PROVIDED INFORMATION Block Start

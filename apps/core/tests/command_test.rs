use std::fs;
use std::path::PathBuf;
use std::time::{SystemTime, UNIX_EPOCH};

use appsweep_core::command::{parse, ParseError};

fn unique_exe_path(label: &str) -> PathBuf {
    let unique = SystemTime::now()
        .duration_since(UNIX_EPOCH)
        .expect("clock should be after unix epoch")
        .as_nanos();
    std::env::temp_dir().join(format!(
        "appsweep-{label}-{}-{unique}.exe",
        std::process::id()
    ))
}

#[test]
fn parses_existing_unquoted_uninstaller() {
    let exe = unique_exe_path("unquoted");
    fs::write(&exe, b"ok").expect("should create temp uninstaller");

    let parsed = parse(&format!("{} /SILENT", exe.display())).expect("parse should succeed");
    fs::remove_file(&exe).expect("should clean temp uninstaller");

    assert_eq!(parsed.path, exe.display().to_string());
    assert_eq!(parsed.args, vec!["/SILENT".to_string()]);
}

#[test]
fn parses_existing_quoted_uninstaller_with_switches() {
    let exe = unique_exe_path("quoted");
    fs::write(&exe, b"ok").expect("should create temp uninstaller");

    let command = format!("\"{}\" /S /D=C:\\dest", exe.display());
    let parsed = parse(&command).expect("parse should succeed");
    fs::remove_file(&exe).expect("should clean temp uninstaller");

    assert_eq!(parsed.path, exe.display().to_string());
    assert_eq!(
        parsed.args,
        vec!["/S".to_string(), "/D=C:\\dest".to_string()]
    );
}

#[test]
fn rejects_uninstaller_missing_from_disk() {
    let missing = unique_exe_path("missing");
    let error = parse(&format!("{} /S", missing.display())).unwrap_err();
    assert_eq!(
        error,
        ParseError::MissingExecutable(missing.display().to_string())
    );
}

#[test]
fn rejects_command_without_recognized_executable() {
    let error = parse("notanexe /x").unwrap_err();
    assert!(matches!(error, ParseError::NoExecutable(_)));
}
use appsweep_core::runtime::{parse_cli_args, run, CliCommand, RuntimeError};

fn args(raw: &[&str]) -> Vec<String> {
    raw.iter().map(|s| s.to_string()).collect()
}

#[test]
fn list_command_runs_against_a_fresh_scan() {
    run(CliCommand::List).expect("list should always succeed");
}

#[test]
fn export_command_prints_a_document() {
    run(CliCommand::Export).expect("export should always succeed");
}

#[test]
fn unmatched_uninstall_query_reports_not_found() {
    let command = parse_cli_args(&args(&["uninstall", "zzz-appsweep-no-such-app"])).unwrap();
    let error = run(command).expect_err("query should match nothing");
    assert!(matches!(error, RuntimeError::NotFound(_)));
}

#[test]
fn usage_errors_keep_the_command_list_visible() {
    let error = parse_cli_args(&args(&["explode"])).unwrap_err();
    assert!(error.contains("unknown command 'explode'"));
    assert!(error.contains("uninstall <name>"));
}

#[test]
fn multiword_queries_survive_argument_splitting() {
    assert_eq!(
        parse_cli_args(&args(&["uninstall", "Google", "Chrome", "Beta"])).unwrap(),
        CliCommand::Uninstall {
            query: "Google Chrome Beta".to_string()
        }
    );
}
//! Library-neutral alignment records.
//!
//! [`AlignmentRecord`] carries just the fields the read classifier needs. It is built from
//! a noodles [`RecordBuf`] when scanning BAM files, or directly (see
//! [`RecordBuilder`](crate::sam::builder::RecordBuilder)) in tests and benchmarks.

use anyhow::Result;
use bstr::BString;
use noodles::core::Position;
use noodles::sam::Header;
use noodles::sam::alignment::RecordBuf;
use noodles::sam::alignment::record::cigar::op::Op;
use noodles::sam::alignment::record::data::field::Tag;
use noodles::sam::alignment::record::{Flags, MappingQuality};
use noodles::sam::alignment::record_buf::data::field::Value;
use noodles::sam::alignment::record_buf::{QualityScores, Sequence};

use crate::errors::SvPrepError;
use crate::sam::record_utils::{CigarOp, cigar_reference_length};

/// SA: other canonical alignments in a chimeric alignment.
pub const SUPPLEMENTARY_ALIGNMENT_TAG: [u8; 2] = *b"SA";

/// MC: CIGAR string of the mate.
pub const MATE_CIGAR_TAG: [u8; 2] = *b"MC";

/// A single alignment record from an alignment source.
#[derive(Debug, Clone, PartialEq)]
pub struct AlignmentRecord {
    /// Query name, shared by all records of a fragment
    pub name: String,
    /// SAM flags
    pub flags: Flags,
    /// Reference sequence name (empty when unmapped)
    pub chromosome: String,
    /// 1-based alignment start (0 when unmapped)
    pub alignment_start: u32,
    /// Mapping quality (0 when unavailable)
    pub mapping_quality: u8,
    /// CIGAR operations
    pub cigar: Vec<CigarOp>,
    /// Read bases
    pub sequence: Vec<u8>,
    /// Phred base qualities
    pub qualities: Vec<u8>,
    /// Mate reference sequence name
    pub mate_chromosome: Option<String>,
    /// Mate 1-based alignment start (0 when unknown)
    pub mate_alignment_start: u32,
    /// Observed template length (TLEN)
    pub insert_size: i32,
    /// Raw SA tag value, if present
    pub supplementary_tag: Option<String>,
    /// Raw MC tag value, if present
    pub mate_cigar: Option<String>,
}

impl AlignmentRecord {
    /// Builds an alignment record from a noodles record and its header.
    ///
    /// # Errors
    ///
    /// Returns an error if the record references a sequence missing from the header.
    pub fn from_record_buf(record: &RecordBuf, header: &Header) -> Result<Self> {
        let name = record
            .name()
            .map(|n| {
                let bytes: &[u8] = n.as_ref();
                String::from_utf8_lossy(bytes).into_owned()
            })
            .unwrap_or_default();

        let chromosome = match record.reference_sequence_id() {
            Some(id) => reference_name(header, id)?,
            None => String::new(),
        };
        let mate_chromosome = match record.mate_reference_sequence_id() {
            Some(id) => Some(reference_name(header, id)?),
            None => None,
        };

        let cigar: Vec<CigarOp> =
            record.cigar().as_ref().iter().map(|op| (op.kind(), op.len())).collect();

        Ok(Self {
            name,
            flags: record.flags(),
            chromosome,
            alignment_start: record.alignment_start().map_or(0, |p| usize::from(p) as u32),
            mapping_quality: record.mapping_quality().map_or(0, |mq| mq.get()),
            cigar,
            sequence: record.sequence().as_ref().to_vec(),
            qualities: record.quality_scores().as_ref().to_vec(),
            mate_chromosome,
            mate_alignment_start: record.mate_alignment_start().map_or(0, |p| usize::from(p) as u32),
            insert_size: record.template_length(),
            supplementary_tag: string_tag(record, SUPPLEMENTARY_ALIGNMENT_TAG),
            mate_cigar: string_tag(record, MATE_CIGAR_TAG),
        })
    }

    /// Converts back into a noodles record for writing.
    ///
    /// # Errors
    ///
    /// Returns an error if a chromosome is missing from the header.
    pub fn to_record_buf(&self, header: &Header) -> Result<RecordBuf> {
        let mut rec = RecordBuf::default();
        *rec.name_mut() = Some(BString::from(self.name.as_bytes()));
        *rec.flags_mut() = self.flags;

        if !self.chromosome.is_empty() {
            *rec.reference_sequence_id_mut() = Some(reference_id(header, &self.chromosome)?);
            *rec.alignment_start_mut() = Some(Position::try_from(self.alignment_start as usize)?);
            *rec.mapping_quality_mut() = MappingQuality::new(self.mapping_quality);
            *rec.cigar_mut() = self.cigar.iter().map(|&(kind, len)| Op::new(kind, len)).collect();
        }
        *rec.sequence_mut() = Sequence::from(self.sequence.clone());
        *rec.quality_scores_mut() = QualityScores::from(self.qualities.clone());

        if let Some(mate_chromosome) = &self.mate_chromosome {
            *rec.mate_reference_sequence_id_mut() = Some(reference_id(header, mate_chromosome)?);
            if self.mate_alignment_start > 0 {
                *rec.mate_alignment_start_mut() =
                    Some(Position::try_from(self.mate_alignment_start as usize)?);
            }
        }
        *rec.template_length_mut() = self.insert_size;

        if let Some(sa) = &self.supplementary_tag {
            rec.data_mut()
                .insert(Tag::from(SUPPLEMENTARY_ALIGNMENT_TAG), Value::String(BString::from(sa.as_str())));
        }
        if let Some(mc) = &self.mate_cigar {
            rec.data_mut().insert(Tag::from(MATE_CIGAR_TAG), Value::String(BString::from(mc.as_str())));
        }
        Ok(rec)
    }

    /// Returns the 1-based alignment end (inclusive).
    #[must_use]
    pub fn alignment_end(&self) -> u32 {
        let ref_len = cigar_reference_length(&self.cigar) as u32;
        if ref_len == 0 { self.alignment_start } else { self.alignment_start + ref_len - 1 }
    }

    /// Returns true if the record is secondary, a duplicate, QC-failed or unmapped.
    #[must_use]
    pub fn is_skippable(&self) -> bool {
        self.flags.is_secondary()
            || self.flags.is_duplicate()
            || self.flags.is_qc_fail()
            || self.flags.is_unmapped()
    }
}

fn reference_name(header: &Header, id: usize) -> Result<String> {
    header
        .reference_sequences()
        .get_index(id)
        .map(|(name, _)| name.to_string())
        .ok_or_else(|| SvPrepError::ReferenceNotFound { ref_name: format!("#{id}") }.into())
}

fn reference_id(header: &Header, name: &str) -> Result<usize> {
    header
        .reference_sequences()
        .get_index_of(name.as_bytes())
        .ok_or_else(|| SvPrepError::ReferenceNotFound { ref_name: name.to_string() }.into())
}

fn string_tag(record: &RecordBuf, tag: [u8; 2]) -> Option<String> {
    match record.data().get(&Tag::from(tag))? {
        Value::String(s) => Some(s.to_string()),
        _ => None,
    }
}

PROVIDED INFORMATION Block End

EXERCISE REQUIREMENTS
Only those lines of the entries above that run from the line containing "template length (TLEN)" to the line containing "let cigar: Vec<CigarOp>", both included, should be transcribed exactly.

SOLUTION
    /// Observed template length (TLEN)
    pub insert_size: i32,
    /// Raw SA tag value, if present
    pub supplementary_tag: Option<String>,
    /// Raw MC tag value, if present
    pub mate_cigar: Option<String>,
}

impl AlignmentRecord {
    /// Builds an alignment record from a noodles record and its header.
    ///
    /// # Errors
    ///
    /// Returns an error if the record references a sequence missing from the header.
    pub fn from_record_buf(record: &RecordBuf, header: &Header) -> Result<Self> {
        let name = record
            .name()
            .map(|n| {
                let bytes: &[u8] = n.as_ref();
                String::from_utf8_lossy(bytes).into_owned()
            })
            .unwrap_or_default();

        let chromosome = match record.reference_sequence_id() {
            Some(id) => reference_name(header, id)?,
            None => String::new(),
        };
        let mate_chromosome = match record.mate_reference_sequence_id() {
            Some(id) => Some(reference_name(header, id)?),
            None => None,
        };

        let cigar: Vec<CigarOp> =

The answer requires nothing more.